Coalition shock, manoeuvres and legal preparations
Netanyahu’s coalition reportedly felt stunned by Trump’s rapid moves and statements, and chose silence — partly at Netanyahu’s clear direction and partly because of the political moment. But coalition members understand what lies beneath.
According to Maariv, Netanyahu asked a Likud minister to examine institutional and legal steps required to open a rapid electoral process and to see how party-machinery and the Central Elections Committee might be mobilised quickly. Among options discussed was combining Likud’s primary election with its party conference on 24 November — a move that could renew Netanyahu’s internal leadership and shore up party unity, neutralising any internal challenge.
Likud officials say these preparations are “an on-the-ground rehearsal for calling national elections” against the backdrop of the prisoner-exchange deal and the broader Trump plan for Middle East “peace.” Netanyahu wants to secure his position before the system becomes embroiled in a political maelstrom and to capitalise on any surge in Likud support following a deal that might return hostages home.

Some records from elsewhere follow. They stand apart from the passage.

//! Shared types for after-action review of recorded training sessions.
//!
//! This crate is the leaf of the workspace: the recorded message model,
//! session descriptors, the performance assessment tree, playable-session
//! metadata, and retroactive patch requests. It has **no internal debrief
//! dependencies**.
//!
//! # Key Types
//!
//! |-------------------------|-------------------------------------------------|
//! | Type                    | Purpose                                         |
//! |-------------------------|-------------------------------------------------|
//! | [`Message`]             | One timestamped domain message from a log       |
//! | [`MessageType`]         | What kind of message (drives segmentation)      |
//! | [`EntityState`]         | Simulation entity snapshot                      |
//! | [`LearnerState`]        | Assessment snapshot with a performance forest   |
//! | [`SessionDescriptor`]   | Knowledge session (individual or team)          |
//! | [`LogSpan`]             | Half-open message index range                   |
//! | [`LogMetadata`]         | One playable session inside one log file        |
//! | [`EvaluatorUpdateRequest`] | Observer edit of one performance node        |
//! | [`PatchRequest`]        | Attribute edits anchored at one instant         |
//! | [`PatchResult`]         | What an applied edit changed                    |
//! |-------------------------|-------------------------------------------------|

pub mod error;
pub mod message;
pub mod metadata;
pub mod patch;
pub mod performance;
pub mod session;

// Re-export primary types at crate root for convenience.
pub use error::TypesError;
pub use message::{Appearance, EntityId, EntityState, MembershipAction, Message, MessageType, Payload};
pub use metadata::{
    LEGACY_LOG_EXTENSION, LOG_PATCH_SUFFIX, LogMetadata, LogSpan, PROTOBUF_LOG_EXTENSION, VideoRef,
    patch_file_candidates,
};
pub use patch::{AttributePatch, PatchId, PatchRequest, PatchResult};
pub use performance::{
    AssessmentLevel, AttributeField, EvaluatorUpdateRequest, GradedScoreNode, LearnerState, NodeKind,
    NodeState, PerformanceNode, PerformanceState, PerformanceStateAttribute, ScoreNodeUpdate,
};
pub use session::{ObserverControls, SessionDescriptor, SessionType};
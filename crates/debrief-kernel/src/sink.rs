//! Output side of playback.

use debrief_types::Message;
use tokio::sync::mpsc;

/// Error returned by a sink. Logged by the scheduler, never propagated.
pub type SinkError = Box<dyn std::error::Error + Send + Sync>;

/// Receives every played message, in order, one at a time.
pub trait PlaybackSink: Send + 'static {
    fn handle_message(&mut self, message: &Message) -> Result<(), SinkError>;
}

impl PlaybackSink for mpsc::UnboundedSender<Message> {
    fn handle_message(&mut self, message: &Message) -> Result<(), SinkError> {
        self.send(message.clone())?;
        Ok(())
    }
}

Polls, coalition shifts and the price of the deal
Recent polls published in Maariv suggested that the Sharm el-Sheikh agreement improved Netanyahu’s standing while hurting opponents of the deal. Pollster Dr Menahem Lazar noted that those perceived as opponents — notably Otzma Yehudit — saw support decline, while Religious Zionism repeatedly failed to pass the electoral threshold.
Yet the picture is mixed: Likud gained two seats, apparently at the expense of other right-wing lists. The big question remains what happens after the deal is implemented. On one hand, Likud could strengthen thanks to international accords that may follow with other Muslim-majority states; on the other hand, the heavy political price of the deal — including the release of prisoners accused of serious crimes and the continued role of Hamas in Gaza — could weaken Likud in practice.
Netanyahu’s public persona and the countdown to elections
Netanyahu today presents himself not only as “Mr Security” and “Mr Economy” but as a paternal figure who can reach out to rivals, unite the people through new conscription legislation, revive the economy and restore domestic and international confidence in the Jewish state.
He promises to pass the national budget by the end of March; if he cannot, he says he will dissolve the Knesset and call early elections. Observers believe Netanyahu will postpone dissolution until the last possible moment, preferring to retain the option of dissolving the Knesset himself rather than being forced into it.
The winter session of the Knesset opens on 19 October, and the coalition — aware of the early-election possibility — intends to “clean the table” swiftly and accelerate laws that serve coalition interests, hoping to go to the ballot box in better conditions.